The station was re-assigned the call letters WCKG on May 6, 1981. On May 12, 1982, WCKG and WFFM were sold by Matta Broadcasting Company to Benns Communications. Two years later, Benns sold WCKG to Unity Broadcasting Corporation, thus ending over two decades of common ownership between the AM and FM stations. Unity Broadcasting changed the call letters to WJLY and adopted a religion-based format.

===As WCXJ===

Unity Broadcasting sold the station, by this time known as WCXJ, in November 1991 to the Homewood-Brushton Revitalization & Development Corporation, which moved the station to 7138 Kelly Street in Pittsburgh. Legendary Pittsburgh urban radio programmer Del King was named the station's general manager. King initiated a diverse format of Urban adult contemporary, talk and religion under this stage of ownership.

WCXJ was sold in 1996 to East Coast Communications, Incorporated, which left the format mostly intact. By this time, Del King had left as manager of the station to pursue ownership opportunities, but was retained as chief engineer for WCXJ.

===As WURP===

WCXJ was sold in May 2000 to Urban Radio of Pennsylvania, a subsidiary of Inner City Broadcasting, which acquired both this station and sister WHAT in Philadelphia in a $1.5 million transaction. As WURP, the station, at first, featured an Urban AC format (which began in August 2000), and then, in December 2002, it flipped to "hot talk" with hosts such as The Young Turks, G. Gordon Liddy, Don and Mike, Sporting News Radio, and weekend programming from Air America Radio. WURP also aired the locally produced "UnShow with Jeff Schneider".

===As WLFP===

Inner City Broadcasting sold the station to BusinessTalkRadio.net in March 2007, and as WLFP, it aired shows from the Lifestyle TalkRadio Network until its sale in May 2013.

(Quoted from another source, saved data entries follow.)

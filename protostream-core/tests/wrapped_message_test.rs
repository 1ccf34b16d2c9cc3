mod common;

use common::*;
use protostream_core::wrapped::{WRAPPED_DESCRIPTOR_FULL_NAME, WRAPPED_ENUM, WRAPPED_MESSAGE_BYTES};
use protostream_core::{
    from_bytes, from_wrapped_bytes, to_bytes, to_wrapped_bytes, Configuration, ProtoStreamError,
    RawProtoStreamReader, RawProtoStreamWriter, WrappedValue, WRAPPED_MESSAGE_TYPE_NAME,
};

fn round_trip(value: WrappedValue) -> WrappedValue {
    let ctx = domain_context();
    let bytes = to_wrapped_bytes(&ctx, &value).unwrap();
    from_wrapped_bytes(&ctx, &bytes).unwrap()
}

#[test]
fn test_null_encodes_to_empty_message() {
    let ctx = domain_context();
    let bytes = to_wrapped_bytes(&ctx, &WrappedValue::Null).unwrap();
    assert!(bytes.is_empty());
    assert!(from_wrapped_bytes(&ctx, &bytes).unwrap().is_null());
}

#[test]
fn test_string_encoding() {
    let ctx = domain_context();
    let bytes = to_wrapped_bytes(&ctx, &WrappedValue::String("hello".to_string())).unwrap();
    assert_eq!(bytes, b"\x4a\x05hello".to_vec());
}

#[test]
fn test_primitive_round_trips() {
    assert!(matches!(round_trip(WrappedValue::Double(2.5)), WrappedValue::Double(v) if v == 2.5));
    assert!(matches!(round_trip(WrappedValue::Float(-0.5)), WrappedValue::Float(v) if v == -0.5));
    assert!(matches!(round_trip(WrappedValue::Int64(-42)), WrappedValue::Int64(-42)));
    assert!(matches!(
        round_trip(WrappedValue::UInt64(u64::MAX)),
        WrappedValue::UInt64(u64::MAX)
    ));
    assert!(matches!(round_trip(WrappedValue::Int32(-1)), WrappedValue::Int32(-1)));
    assert!(matches!(round_trip(WrappedValue::Fixed64(9)), WrappedValue::Fixed64(9)));
    assert!(matches!(round_trip(WrappedValue::Fixed32(9)), WrappedValue::Fixed32(9)));
    assert!(matches!(round_trip(WrappedValue::Bool(false)), WrappedValue::Bool(false)));
    assert!(matches!(
        round_trip(WrappedValue::Bytes(vec![0, 1, 2])),
        WrappedValue::Bytes(ref b) if b == &[0, 1, 2]
    ));
    assert!(matches!(
        round_trip(WrappedValue::UInt32(u32::MAX)),
        WrappedValue::UInt32(u32::MAX)
    ));
    assert!(matches!(round_trip(WrappedValue::SFixed32(-3)), WrappedValue::SFixed32(-3)));
    assert!(matches!(round_trip(WrappedValue::SFixed64(-3)), WrappedValue::SFixed64(-3)));
    assert!(matches!(round_trip(WrappedValue::SInt32(i32::MIN)), WrappedValue::SInt32(i32::MIN)));
    assert!(matches!(round_trip(WrappedValue::SInt64(i64::MIN)), WrappedValue::SInt64(i64::MIN)));
}

#[test]
fn test_false_and_zero_are_not_null() {
    let ctx = domain_context();
    let bytes = to_wrapped_bytes(&ctx, &WrappedValue::Bool(false)).unwrap();
    assert_eq!(bytes, vec![0x40, 0x00]);
    let bytes = to_wrapped_bytes(&ctx, &WrappedValue::Int32(0)).unwrap();
    assert_eq!(bytes, vec![0x28, 0x00]);
}

#[test]
fn test_message_round_trip() {
    let ctx = domain_context();
    let wrapped = WrappedValue::message(&ctx, sample_user()).unwrap();

    let bytes = to_wrapped_bytes(&ctx, &wrapped).unwrap();
    let decoded = from_wrapped_bytes(&ctx, &bytes).unwrap();

    assert_eq!(decoded.type_name(), Some(USER));
    assert_eq!(decoded.downcast::<User>().unwrap(), sample_user());
}

#[test]
fn test_message_layout() {
    let ctx = domain_context();
    let address = sample_address(3);
    let inner = to_bytes(&ctx, &address).unwrap();
    let bytes = to_wrapped_bytes(&ctx, &WrappedValue::message(&ctx, address).unwrap()).unwrap();

    let mut input = RawProtoStreamReader::new(&bytes);
    assert_eq!(input.read_tag().unwrap() >> 3, WRAPPED_DESCRIPTOR_FULL_NAME);
    assert_eq!(input.read_string().unwrap(), ADDRESS);
    assert_eq!(input.read_tag().unwrap() >> 3, WRAPPED_MESSAGE_BYTES);
    assert_eq!(input.read_length_delimited().unwrap(), inner.as_slice());
    assert!(input.is_at_end());
}

#[test]
fn test_enum_round_trip() {
    let ctx = domain_context();
    let wrapped = WrappedValue::enumeration(&ctx, Gender::Female).unwrap();

    let bytes = to_wrapped_bytes(&ctx, &wrapped).unwrap();
    let mut input = RawProtoStreamReader::new(&bytes);
    assert_eq!(input.read_tag().unwrap() >> 3, WRAPPED_DESCRIPTOR_FULL_NAME);
    assert_eq!(input.read_string().unwrap(), GENDER);
    assert_eq!(input.read_tag().unwrap() >> 3, WRAPPED_ENUM);
    assert_eq!(input.read_enum().unwrap(), 1);

    let decoded = from_wrapped_bytes(&ctx, &bytes).unwrap();
    assert_eq!(decoded.downcast_ref::<Gender>(), Some(&Gender::Female));
}

#[test]
fn test_wrapping_checks_marshaller_kind() {
    let ctx = domain_context();
    assert!(matches!(
        WrappedValue::message(&ctx, Gender::Male),
        Err(ProtoStreamError::TypeMismatch { .. })
    ));
    assert!(matches!(
        WrappedValue::enumeration(&ctx, sample_address(1)),
        Err(ProtoStreamError::TypeMismatch { .. })
    ));
    assert!(matches!(
        WrappedValue::message(&ctx, 5u16),
        Err(ProtoStreamError::UnknownType(_))
    ));
}

#[test]
fn test_unregistered_type_name_on_read() {
    let writer_ctx = domain_context();
    let bytes = to_wrapped_bytes(
        &writer_ctx,
        &WrappedValue::message(&writer_ctx, sample_address(1)).unwrap(),
    )
    .unwrap();

    let reader_ctx =
        protostream_core::new_serialization_context(Default::default()).unwrap();
    assert!(matches!(
        from_wrapped_bytes(&reader_ctx, &bytes),
        Err(ProtoStreamError::UnknownType(ref message)) if message.contains(ADDRESS)
    ));
}

#[test]
fn test_nested_envelope() {
    let ctx = domain_context();
    let inner = WrappedValue::message(&ctx, sample_address(2)).unwrap();
    let outer = WrappedValue::message(&ctx, inner).unwrap();

    let bytes = to_wrapped_bytes(&ctx, &outer).unwrap();
    let decoded = from_wrapped_bytes(&ctx, &bytes).unwrap();

    let inner = decoded.downcast::<WrappedValue>().unwrap();
    assert_eq!(inner.downcast::<Address>().unwrap(), sample_address(2));
}

#[test]
fn test_envelope_as_message_field() {
    let ctx = domain_context();
    let holder = Holder {
        label: "boxed".to_string(),
        wrapped: WrappedValue::message(&ctx, sample_address(7)).unwrap(),
    };

    let bytes = to_bytes(&ctx, &holder).unwrap();
    let decoded: Holder = from_bytes(&ctx, &bytes).unwrap();

    assert_eq!(decoded.label, "boxed");
    assert_eq!(decoded.wrapped.downcast::<Address>().unwrap(), sample_address(7));
}

#[test]
fn test_primitive_envelope_as_message_field() {
    let ctx = domain_context();
    let holder = Holder {
        label: "count".to_string(),
        wrapped: WrappedValue::Int64(1 << 40),
    };

    let bytes = to_bytes(&ctx, &holder).unwrap();
    let decoded: Holder = from_bytes(&ctx, &bytes).unwrap();

    assert!(matches!(decoded.wrapped, WrappedValue::Int64(v) if v == 1 << 40));
}

/// Builds `levels` envelopes, each holding the next one as its message.
fn envelope_chain(levels: usize) -> Vec<u8> {
    let mut bytes = Vec::new();
    for _ in 0..levels {
        let mut out = RawProtoStreamWriter::new();
        out.write_string(WRAPPED_DESCRIPTOR_FULL_NAME, WRAPPED_MESSAGE_TYPE_NAME);
        out.write_bytes(WRAPPED_MESSAGE_BYTES, &bytes);
        bytes = out.into_bytes();
    }
    bytes
}

fn shallow_context() -> protostream_core::SerializationContext {
    domain_context_with(
        Configuration::builder()
            .max_nesting_depth(3)
            .build()
            .unwrap(),
    )
}

#[test]
fn test_nested_envelopes_respect_depth_limit_on_read() {
    let shallow = shallow_context();

    let value = from_wrapped_bytes(&shallow, &envelope_chain(3)).unwrap();
    assert_eq!(value.type_name(), Some(WRAPPED_MESSAGE_TYPE_NAME));

    assert!(matches!(
        from_wrapped_bytes(&shallow, &envelope_chain(10)),
        Err(ProtoStreamError::MaxDepthExceeded(3))
    ));
}

#[test]
fn test_deep_envelope_chain_fails_without_overflowing() {
    let ctx = domain_context();
    assert!(matches!(
        from_wrapped_bytes(&ctx, &envelope_chain(1000)),
        Err(ProtoStreamError::MaxDepthExceeded(_))
    ));
}

#[test]
fn test_nested_envelopes_respect_depth_limit_on_write() {
    let ctx = domain_context();
    let mut value = WrappedValue::Int32(1);
    for _ in 0..10 {
        value = WrappedValue::message(&ctx, value).unwrap();
    }

    let bytes = to_wrapped_bytes(&ctx, &value).unwrap();
    assert!(from_wrapped_bytes(&ctx, &bytes).is_ok());

    assert!(matches!(
        to_wrapped_bytes(&shallow_context(), &value),
        Err(ProtoStreamError::MaxDepthExceeded(3))
    ));
}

AM Guys LLC purchased the station for $14,515 from a SEC receiver appointed to operate it and other assets of the Business Talk Radio Network. AM Guys, headed by Edward DeHart and Stephen Zalenko, had leased the studio and its equipment to Business Talk Radio, and performed sales duties for the company on a contract basis. The purchase was consummated on June 18, 2013.

===As WZUM===

On June 26, 2013, the station changed its call sign to WZUM (formerly at 1590 AM in Carnegie, Pennsylvania). On July 4, 2013, the station relaunched with an urban oldies format developed by veteran Pittsburgh radio programmer Clarke Ingram.

Effective March 30, 2016, AM Guys LLC sold WZUM to Pittsburgh Public Media for $75,000. On April 2, 2016, WZUM changed formats to a simulcast of jazz-formatted WYZR 88.1 FM Bethany, West Virginia. Since 2017, WZUM AM has been rebroadcast in Pittsburgh on FM translator W266CV at 101.1 FM.